#### Task:
Type the records out again in full, exactly.

─── Data supplied

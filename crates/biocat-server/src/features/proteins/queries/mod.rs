pub mod coverage;
pub mod get;
pub mod list;
pub mod list_by_taxa;

pub use coverage::{CoverageError, CoverageQuery, CoverageResponse};
pub use get::{GetProteinError, GetProteinQuery};
pub use list::{ListProteinsError, ListProteinsQuery};
pub use list_by_taxa::{ListProteinsByTaxaError, ListProteinsByTaxaQuery, ProteinByTaxaItem};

──────

#### Written reply:
filename crates/biocat-server/src/features/proteins/queries/mod.rs
pub mod coverage;
pub mod get;
pub mod list;
pub mod list_by_taxa;

pub use coverage::{CoverageError, CoverageQuery, CoverageResponse};
pub use get::{GetProteinError, GetProteinQuery};
pub use list::{ListProteinsError, ListProteinsQuery};
pub use list_by_taxa::{ListProteinsByTaxaError, ListProteinsByTaxaQuery, ProteinByTaxaItem};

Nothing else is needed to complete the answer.